Со стороны автотехники слышались стоны и ругань раненых. Петь-Петь свесил правую ногу из машины:

— Каковы ваши потери?

— Пока не могу доложить, подсчитать не успел.

Петь-Петь наконец-то вывалился из «уазика» на грешную чеченскую землю. На шее у него болтался фотоаппарат-«мыльница». Подполковник заорал:

— Так какого хрена ты тут делаешь, целый прапорщик?! Не по форме одет, вымазался где-то как шахтер. Куда-нибудь докладывал об обстреле?

— Так точно, доложили начальнику штаба нашей части.

— Что он сказал?! — продолжал орать Петь-Петь. — И что тебя мотает, как пьяного сантехника?!

— Он сказал, что помощь скоро будет.

— Ладно, иди, занимайся, — сбавил голос Петь-Петь.

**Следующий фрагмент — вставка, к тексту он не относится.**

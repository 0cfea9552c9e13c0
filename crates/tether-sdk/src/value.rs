//! Host values
//!
//! `HostValue` is what host member bodies consume and produce. Reference
//! values (objects, arrays) are shared handles; identity is the address of
//! the shared allocation.

use std::any::Any;
use std::fmt;
use std::sync::Arc;

use parking_lot::RwLock;
use tether_script::ScriptState;

use crate::error::{HostError, HostResult};
use crate::members::{Invocation, MethodBody};
use crate::script_ref::{ScriptRef, ScriptRefKind};
use crate::types::{self, TypeKind, TypeRef};

/// Instance of a class, struct or delegate type
#[derive(Clone)]
pub struct HostObject {
    payload: Arc<dyn Any + Send + Sync>,
    ty: TypeRef,
}

impl HostObject {
    /// Wrap a payload as an instance of `ty`
    pub fn new<T: Any + Send + Sync>(payload: T, ty: &TypeRef) -> Self {
        Self {
            payload: Arc::new(payload),
            ty: ty.clone(),
        }
    }

    /// Wrap an already shared payload
    pub fn from_arc(payload: Arc<dyn Any + Send + Sync>, ty: &TypeRef) -> Self {
        Self {
            payload,
            ty: ty.clone(),
        }
    }

    /// Runtime type
    pub fn ty(&self) -> &TypeRef {
        &self.ty
    }

    /// Borrow the payload as `T`
    pub fn downcast<T: Any>(&self) -> Option<&T> {
        self.payload.downcast_ref::<T>()
    }

    /// Address identifying this instance
    pub fn identity(&self) -> usize {
        Arc::as_ptr(&self.payload) as *const () as usize
    }

    /// Same instance
    pub fn ptr_eq(&self, other: &HostObject) -> bool {
        self.identity() == other.identity()
    }

    /// Call a method by name on the runtime type, picking the first overload
    /// in the base chain with a matching parameter count
    pub fn call(
        &self,
        state: &mut ScriptState,
        name: &str,
        args: Vec<HostValue>,
    ) -> HostResult<HostValue> {
        if let Some(delegate) = self.downcast::<Delegate>() {
            if name == "Invoke" {
                return delegate.invoke(state, args);
            }
        }
        let method = self
            .ty
            .ancestry()
            .into_iter()
            .flat_map(|t| t.members().methods.clone())
            .find(|m| m.name == name && !m.is_static && m.params.len() == args.len())
            .ok_or_else(|| {
                HostError::exception(
                    "System.MissingMethodException",
                    format!("{} has no method {}", self.ty.full_name(), name),
                )
            })?;
        Ok(method
            .invoke(state, Some(HostValue::Object(self.clone())), args)?
            .ret)
    }
}

impl fmt::Debug for HostObject {
    fn fmt(&self, f: &mut fmt::Formatter<'_>) -> fmt::Result {
        write!(f, "{}@{:#x}", self.ty.full_name(), self.identity())
    }
}

/// Shared mutable array
#[derive(Clone)]
pub struct HostArray {
    element: TypeRef,
    items: Arc<RwLock<Vec<HostValue>>>,
}

impl HostArray {
    /// Create an array of `element` values
    pub fn new(element: &TypeRef, items: Vec<HostValue>) -> Self {
        Self {
            element: element.clone(),
            items: Arc::new(RwLock::new(items)),
        }
    }

    /// Element type
    pub fn element(&self) -> &TypeRef {
        &self.element
    }

    /// Array type
    pub fn ty(&self) -> TypeRef {
        types::array_of(&self.element)
    }

    /// Number of elements
    pub fn len(&self) -> usize {
        self.items.read().len()
    }

    /// True when empty
    pub fn is_empty(&self) -> bool {
        self.items.read().is_empty()
    }

    /// Element at `index`
    pub fn get(&self, index: usize) -> Option<HostValue> {
        self.items.read().get(index).cloned()
    }

    /// Replace the element at `index`
    pub fn set(&self, index: usize, value: HostValue) -> HostResult<()> {
        let mut items = self.items.write();
        let len = items.len();
        let slot = items.get_mut(index).ok_or_else(|| {
            HostError::exception(
                "System.IndexOutOfRangeException",
                format!("index {} outside array of length {}", index, len),
            )
        })?;
        *slot = value;
        Ok(())
    }

    /// Copy of all elements
    pub fn to_vec(&self) -> Vec<HostValue> {
        self.items.read().clone()
    }

    /// Address identifying this array
    pub fn identity(&self) -> usize {
        Arc::as_ptr(&self.items) as *const () as usize
    }
}

impl fmt::Debug for HostArray {
    fn fmt(&self, f: &mut fmt::Formatter<'_>) -> fmt::Result {
        f.debug_list().entries(self.items.read().iter()).finish()
    }
}

/// Enum constant
#[derive(Clone)]
pub struct EnumValue {
    /// Enum type
    pub ty: TypeRef,
    /// Underlying value
    pub value: i64,
}

impl EnumValue {
    /// Constant name, or the number when it has none
    pub fn label(&self) -> String {
        self.ty
            .variant_name(self.value)
            .map(str::to_string)
            .unwrap_or_else(|| self.value.to_string())
    }
}

impl PartialEq for EnumValue {
    fn eq(&self, other: &Self) -> bool {
        self.ty.id() == other.ty.id() && self.value == other.value
    }
}

impl fmt::Debug for EnumValue {
    fn fmt(&self, f: &mut fmt::Formatter<'_>) -> fmt::Result {
        write!(f, "{}.{}", self.ty.full_name(), self.label())
    }
}

/// Payload of delegate instances
pub struct Delegate {
    body: MethodBody,
    origin: Option<ScriptRef>,
}

impl Delegate {
    /// A delegate backed by host code
    pub fn new(
        body: impl Fn(&mut Invocation<'_>) -> HostResult<HostValue> + Send + Sync + 'static,
    ) -> Self {
        Self {
            body: Arc::new(body),
            origin: None,
        }
    }

    /// A delegate that forwards to a script function
    pub fn forwarding(body: MethodBody, origin: ScriptRef) -> Self {
        Self {
            body,
            origin: Some(origin),
        }
    }

    /// The script function this delegate forwards to
    pub fn origin(&self) -> Option<&ScriptRef> {
        self.origin.as_ref()
    }

    /// Run the delegate
    pub fn invoke(&self, state: &mut ScriptState, args: Vec<HostValue>) -> HostResult<HostValue> {
        let mut inv = Invocation::new(state, None, args);
        (self.body)(&mut inv)
    }

    /// Run the delegate, keeping the (possibly rewritten) arguments
    pub fn invoke_with(&self, inv: &mut Invocation<'_>) -> HostResult<HostValue> {
        (self.body)(inv)
    }
}
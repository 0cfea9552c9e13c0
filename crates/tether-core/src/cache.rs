//! Member cache
//!
//! Reflection results keyed by `(type, scope, name)`. The first lookup of a
//! name walks the type (instance members, then static members, then
//! extension methods); later lookups are a single map lookup. Names that
//! resolve to nothing are cached too, as an invalid-member thunk, and are
//! reflected again once the catalog has gained extension methods.

use std::sync::Arc;

use dashmap::DashMap;
use tether_sdk::{
    Binding, EventInfo, FieldInfo, HostTypeId, HostValue, MemberQuery, MethodInfo, PropertyInfo,
    TypeCatalog, TypeRef,
};

use crate::logging;

/// How a method thunk finds its receiver and arguments
#[derive(Debug, Clone, Copy, PartialEq, Eq)]
pub enum ThunkBinding {
    /// Receiver is the first argument
    Instance,
    /// Called through the type proxy
    Static,
    /// Static member reached through an instance; rejected if an instance is passed
    ImplicitStatic,
    /// Static extension method whose first parameter is the receiver
    Extension,
    /// Constructor group
    Constructor,
    /// Name that resolved to nothing; raises when called
    Invalid,
}

/// A callable method group as seen from scripts
pub struct MethodThunk {
    /// Name the script used
    pub name: String,
    /// Type the group was found on
    pub declaring: TypeRef,
    /// Overloads in declaration order
    pub candidates: Vec<Arc<MethodInfo>>,
    /// Receiver convention
    pub binding: ThunkBinding,
    /// Receiver fixed at creation (signature-selected methods)
    pub bound: Option<HostValue>,
}

impl MethodThunk {
    /// A thunk over `candidates`
    pub fn new(
        name: &str,
        declaring: &TypeRef,
        candidates: Vec<Arc<MethodInfo>>,
        binding: ThunkBinding,
    ) -> Self {
        Self {
            name: name.to_string(),
            declaring: declaring.clone(),
            candidates,
            binding,
            bound: None,
        }
    }

    /// The sentinel for a name with no member
    pub fn invalid(name: &str, declaring: &TypeRef) -> Self {
        Self::new(name, declaring, Vec::new(), ThunkBinding::Invalid)
    }

    /// Fix the receiver
    pub fn bind(mut self, receiver: Option<HostValue>) -> Self {
        self.bound = receiver;
        self
    }
}

/// Cached lookup result
#[derive(Clone)]
pub enum CachedMember {
    /// Field (instance or static)
    Field(Arc<FieldInfo>),
    /// Property (instance or static)
    Property(Arc<PropertyInfo>),
    /// Event
    Event(Arc<EventInfo>),
    /// Method group
    Method(Arc<MethodThunk>),
    /// Nested type
    NestedType(TypeRef),
    /// Nothing under that name
    Invalid(Arc<MethodThunk>),
}

impl CachedMember {
    fn describe(&self) -> &'static str {
        match self {
            CachedMember::Field(_) => "field",
            CachedMember::Property(_) => "property",
            CachedMember::Event(_) => "event",
            CachedMember::Method(_) => "method",
            CachedMember::NestedType(_) => "nested type",
            CachedMember::Invalid(_) => "none",
        }
    }
}

type CacheKey = (HostTypeId, Binding, String);

#[derive(Clone)]
struct CacheEntry {
    member: CachedMember,
    /// Catalog extension count when `member` was reflected
    extensions: usize,
}

impl CacheEntry {
    fn is_current(&self, catalog: &TypeCatalog) -> bool {
        !matches!(self.member, CachedMember::Invalid(_))
            || self.extensions == catalog.extension_count()
    }
}

/// Per-instance member cache
#[derive(Default)]
pub struct MemberCache {
    entries: DashMap<CacheKey, CacheEntry>,
}

impl MemberCache {
    /// Create an empty cache
    pub fn new() -> Self {
        Self::default()
    }

    /// Cached entry, or reflect and cache
    pub fn lookup(
        &self,
        ty: &TypeRef,
        name: &str,
        binding: Binding,
        include_non_public: bool,
        catalog: &TypeCatalog,
    ) -> CachedMember {
        let key = (ty.id(), binding, name.to_string());
        if let Some(hit) = self.entries.get(&key) {
            if hit.is_current(catalog) {
                return hit.member.clone();
            }
        }
        let extensions = catalog.extension_count();
        let found = reflect(ty, name, binding, include_non_public, catalog);
        logging::log_member_miss(ty.full_name(), name, found.describe());
        let mut entry = self.entries.entry(key).or_insert_with(|| CacheEntry {
            member: found.clone(),
            extensions,
        });
        if !entry.is_current(catalog) {
            *entry = CacheEntry {
                member: found,
                extensions,
            };
        }
        entry.member.clone()
    }

    /// Number of cached names
    pub fn len(&self) -> usize {
        self.entries.len()
    }

    /// True when nothing is cached
    pub fn is_empty(&self) -> bool {
        self.entries.is_empty()
    }
}

fn reflect(
    ty: &TypeRef,
    name: &str,
    binding: Binding,
    include_non_public: bool,
    catalog: &TypeCatalog,
) -> CachedMember {
    let direct = match ty.query_member(name, binding, include_non_public) {
        MemberQuery::NotFound => None,
        q => Some(from_query(ty, name, q, binding_for(binding))),
    };
    if let Some(found) = direct {
        return found;
    }
    if binding == Binding::Static {
        return CachedMember::Invalid(Arc::new(MethodThunk::invalid(name, ty)));
    }

    match ty.query_member(name, Binding::Static, include_non_public) {
        MemberQuery::NotFound => {}
        // nested types are only reachable through the type proxy
        MemberQuery::NestedType(_) => {}
        q => return from_query(ty, name, q, ThunkBinding::ImplicitStatic),
    }

    let extensions = catalog.extensions_for(ty, name);
    if !extensions.is_empty() {
        return CachedMember::Method(Arc::new(MethodThunk::new(
            name,
            ty,
            extensions,
            ThunkBinding::Extension,
        )));
    }
    CachedMember::Invalid(Arc::new(MethodThunk::invalid(name, ty)))
}

fn binding_for(binding: Binding) -> ThunkBinding {
    match binding {
        Binding::Instance => ThunkBinding::Instance,
        Binding::Static => ThunkBinding::Static,
    }
}

fn from_query(ty: &TypeRef, name: &str, q: MemberQuery, methods: ThunkBinding) -> CachedMember {
    match q {
        MemberQuery::Field(f) => CachedMember::Field(f),
        MemberQuery::Property(p) => CachedMember::Property(p),
        MemberQuery::Event(e) => CachedMember::Event(e),
        MemberQuery::NestedType(t) => CachedMember::NestedType(t),
        MemberQuery::Methods(ms) => {
            CachedMember::Method(Arc::new(MethodThunk::new(name, ty, ms, methods)))
        }
        MemberQuery::NotFound => CachedMember::Invalid(Arc::new(MethodThunk::invalid(name, ty))),
    }
}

Охрана высыпала из «буханки», внимательно оглядывая окрестности. Начальник временного отдела бросил водителю через плечо:

— Иди со мной, пофоткаешь, если что, понял?

— Так точно…

Развернувшаяся картина мини-Куликова поля Петь-Петя не впечатлила. Он сурово переступал через раненые ноги и руки солдат внутренних войск, почти безучастно склонился над погибшим капитаном, и вдруг глаза его загорелись неподдельным интересом. Он сорвал с бычьей шеи фотоаппарат и протянул его своему водителю:

— На, сфотографируй на память. Для истории…

И подполковник наклонился, принимая эффектную позу, словно ставя ногу на тушу носорога где-нибудь на сафари в экваториальной Африке, к трупу командира роты.